« Il faut arriver à faire France au 21ème siècle »
29 Mar 2018
Jean-Pierre Chevènement était l’invité du « 19h Ruth Elkrief » sur BFM TV
mercredi 28 mars 2018
Jean-Pierre Chevènement répondait aux questions de Ruth Elkrief:
- Marche blanche et antisémitisme
[A propos de l’éviction de Jean-Luc Mélenchon et de Marine Le Pen de la Marche blanche]
Tous nos concitoyens sont soulevés d’indignation devant le crime atroce qui a été commis contre Mireille Knoll. J’ai admiré les propos de son fils.
[sur les actes antisémites qui feraient l’objet de déni ou de silence]
J’ai été ministre de l’Intérieur, je ne crois pas que ceux qui se souviennent de mon passage à ce ministère aient pu associer mon nom à une quelconque indifférence vis-à-vis de ces actes, rares à l’époque, que j’ai toujours flétris et combattus. Cela fait partie d’une culture du déni qui n’a jamais été la mienne. Il y a des faits qu’il faut savoir regarder en face mais qu ‘il ne faut pas instrumenter à des fins d’hystérisation du débat public. - Il y a d’un côté la religion, de l’autre côté la politique, il faut distinguer les deux domaines.

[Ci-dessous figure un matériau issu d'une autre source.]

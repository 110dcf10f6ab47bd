//! 组件容器组合层测试

use di_abstractions::{ComponentDefinition, ConstructorDescriptor, TypeDescriptor};
use infrastructure_common::{ComponentInstance, DefinitionError, DependencyError};
use infrastructure_composition::{ComponentContainer, ContainerStatus, InfrastructureError};
use parking_lot::Mutex;
use std::io::Write;
use std::sync::Arc;

type Events = Arc<Mutex<Vec<&'static str>>>;

trait Channel: Send + Sync {
    fn id(&self) -> &'static str;
}

struct Database;

struct Cache;

impl Channel for Cache {
    fn id(&self) -> &'static str {
        "cache"
    }
}

struct Console;

impl Channel for Console {
    fn id(&self) -> &'static str {
        "console"
    }
}

fn database(events: &Events) -> TypeDescriptor {
    let created = Arc::clone(events);
    let destroyed = Arc::clone(events);
    TypeDescriptor::of::<Database>()
        .constructor(ConstructorDescriptor::sync(Vec::new(), move |_| {
            created.lock().push("database:create");
            Ok(Database)
        }))
        .on_destroy(move |_db: Arc<Database>| {
            let destroyed = Arc::clone(&destroyed);
            async move {
                destroyed.lock().push("database:destroy");
                Ok(())
            }
        })
}

#[tokio::test]
async fn test_start_and_stop_drive_singleton_lifecycle() {
    let events: Events = Arc::default();
    let container = ComponentContainer::builder()
        .describe(database(&events))
        .add_definition("database", ComponentDefinition::of::<Database>())
        .build()
        .await
        .unwrap();

    assert_eq!(container.get_status().await, ContainerStatus::Initialized);
    assert!(events.lock().is_empty());

    container.start().await.unwrap();
    assert_eq!(container.get_status().await, ContainerStatus::Running);
    assert_eq!(*events.lock(), vec!["database:create"]);

    let metrics = container.get_metrics().await;
    assert_eq!(metrics.definition_count, 1);
    assert_eq!(metrics.singleton_count, 1);
    assert!(metrics.uptime().is_some());

    let first = container.resolve::<Database>().await.unwrap();
    let second = container.resolve::<Database>().await.unwrap();
    assert!(Arc::ptr_eq(&first, &second));

    container.stop().await.unwrap();
    assert_eq!(container.get_status().await, ContainerStatus::Stopped);
    assert_eq!(*events.lock(), vec!["database:create", "database:destroy"]);
    assert!(container.factory().singleton_names().is_empty());

    let err = container.resolve::<Database>().await.err().unwrap();
    assert!(matches!(err, InfrastructureError::BootstrapFailed { .. }));
}

#[tokio::test]
async fn test_failed_start_destroys_created_singletons() {
    let events: Events = Arc::default();
    let container = ComponentContainer::builder()
        .describe(database(&events))
        .describe(TypeDescriptor::of::<Cache>().constructor(ConstructorDescriptor::sync(
            Vec::new(),
            |_| -> anyhow::Result<Cache> { Err(anyhow::anyhow!("连接被拒绝")) },
        )))
        .add_definition("database", ComponentDefinition::of::<Database>())
        .add_definition("cache", ComponentDefinition::of::<Cache>())
        .build()
        .await
        .unwrap();

    let err = container.start().await.unwrap_err();
    assert!(matches!(err, InfrastructureError::ComponentError { .. }));
    assert_eq!(container.get_status().await, ContainerStatus::Failed);
    assert_eq!(*events.lock(), vec!["database:create", "database:destroy"]);
    assert!(container.factory().singleton_names().is_empty());
}

#[tokio::test]
async fn test_configuration_is_frozen_after_build() {
    let container = ComponentContainer::builder()
        .describe(TypeDescriptor::of::<Console>())
        .add_singleton("console", ComponentInstance::new(Console))
        .build()
        .await
        .unwrap();

    let err = container
        .factory()
        .register_definition("late", ComponentDefinition::of::<Console>())
        .await
        .unwrap_err();
    assert!(matches!(err, DefinitionError::Frozen { .. }));

    let open = ComponentContainer::builder()
        .freeze_configuration(false)
        .build()
        .await
        .unwrap();
    assert!(!open.factory().is_configuration_frozen());
}

#[tokio::test]
async fn test_resolve_all_follows_registration_order() {
    let container = ComponentContainer::builder()
        .describe(
            TypeDescriptor::of::<Console>()
                .implements(|c: Arc<Console>| c as Arc<dyn Channel>)
                .constructor(ConstructorDescriptor::sync(Vec::new(), |_| Ok(Console))),
        )
        .describe(
            TypeDescriptor::of::<Cache>()
                .implements(|c: Arc<Cache>| c as Arc<dyn Channel>)
                .constructor(ConstructorDescriptor::sync(Vec::new(), |_| Ok(Cache))),
        )
        .add_definition("console", ComponentDefinition::of::<Console>())
        .add_definition("cache", ComponentDefinition::of::<Cache>())
        .build()
        .await
        .unwrap();
    container.start().await.unwrap();

    let channels = container.resolve_all::<dyn Channel>().await.unwrap();
    let ids: Vec<_> = channels.iter().map(|c| c.id()).collect();
    assert_eq!(ids, vec!["console", "cache"]);

    let err = container.resolve::<dyn Channel>().await.err().unwrap();
    let InfrastructureError::ComponentError { source } = err else {
        panic!("应为组件错误");
    };
    assert!(matches!(
        source.dependency_error(),
        Some(DependencyError::NotUnique { .. })
    ));
    assert!(container.is_component_registered("cache"));
    assert!(!container.is_component_registered("queue"));
}

#[tokio::test]
async fn test_options_are_loaded_from_file() {
    let mut file = tempfile::Builder::new().suffix(".toml").tempfile().unwrap();
    writeln!(file, "allow_circular_references = false").unwrap();
    writeln!(file, "allow_raw_injection_despite_wrapping = true").unwrap();

    let container = ComponentContainer::builder()
        .add_options_file(file.path())
        .unwrap()
        .build()
        .await
        .unwrap();

    let options = container.factory().options();
    assert!(!options.allow_circular_references);
    assert!(options.allow_raw_injection_despite_wrapping);
    assert!(options.allow_definition_overriding);
}

#[tokio::test]
async fn test_missing_options_file_is_rejected() {
    let result = ComponentContainer::builder().add_options_file("/nonexistent/container.toml");
    assert!(matches!(
        result,
        Err(InfrastructureError::BootstrapFailed { .. })
    ));
}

- La Fondation de l’Islam de France est laïque, à vocation profane. Nous cherchons à apporter des réponses culturelles à la hauteur du défi que nous jette l’islamisme radical.
- Le Président de la République a prononcé un discours plein d’élévation. Il a fait appel aux forces morales qui sont notre vraie capacité de riposte au terrorisme islamiste. C’est la résilience du peuple français, sa capacité à se rassembler, se souder, qui fera qu’à la fin nous pourrons l’emporter sur le terrorisme djihadiste, phénomène qui durera longtemps malheureusement car les causes endogènes et exogènes sont là.
- Les événements qui ont eu lieu durant la Marche blanche n’étaient pas à la hauteur de cette journée qui était un hommage solennel à un colonel qui, par son comportement, a relevé l’idée qu’on pouvait se faire de la France et des Français. Le Président de la République a appelé à un rassemblement national.
- J’entends proposer d’expulser les fichés S. Il n’y a pas d’autorité judiciaire qui puisse, sur la base de soupçons, prononcer une telle expulsion dans l’état actuel du droit. Ou alors il faut instaurer une nouvelle « loi des suspects »…
- J’ai entendu un de mes amis, Manuel Valls, prôner l’interdiction du Salafisme. Je suis tout prêt à combattre cette idéologie mortifère, de fous furieux, qui se déguise sous les atours de la religion mais qui aboutit à des crimes abominables. Il faut mener le combat d’idée, mais on ne peut pas interdire une croyance. C’est ce que nous pouvons faire à travers la Fondation de l’Islam de France, qui vise à l’élévation morale, spirituelle, intellectuelle : c’est la vraie réponse dans la durée.
- Cette petite minorité fanatique qui se recrute dans le vivier des délinquants multirécidivistes, nous en viendrons à bout.
- Nous avons là un chaudron de ressentiment, de haine recuite et de rancœur . Il y a des causes historiques, notamment dans les rapports de l’Orient et de l’Occident. Il y a eu la colonisation et aussi des interventions tout à fait déplacées, mais la véritable cause est endogène.
- Le Salafisme, c’est-à-dire le Wahhabisme, existait déjà au 18ème siècle. Après la chute du Califat ottoman en 1924, en 1928 se créent les Frères musulmans. L’Islamisme et sa violence sont venus en Europe avec le désordre créé au Moyen Orient : l’invasion américaine de l’Irak et la destruction de l’Etat irakien ont abouti à une guerre civile et à une répression des Sunnites par le gouvernement de Bagdad, qui les a jetés dans les bras d’Al-Qaïda puis de Daech.
- Beaucoup de nos concitoyens ont envie de faire vivre l’exemple du colonel Beltrame et de le proposer au pays tout entier pour que la réponse au défi du terrorisme djihadiste soit la bonne réponse. Une réponse morale, sociale, civique : une réponse française.
- L’avenir de ces jeunes hors-sol parmi lesquels se recrutent les djihadistes est en France. Il faut leur faire aimer la France, il faut en faire des Français. Le problème est sans solution si la France ne veut pas intégrer et si certains ne veulent pas s’intégrer. Il faut arriver à faire France au 21ème siècle. C’est le rôle que, pour ma modeste part, je me donne à travers la Fondation de l’Islam de France.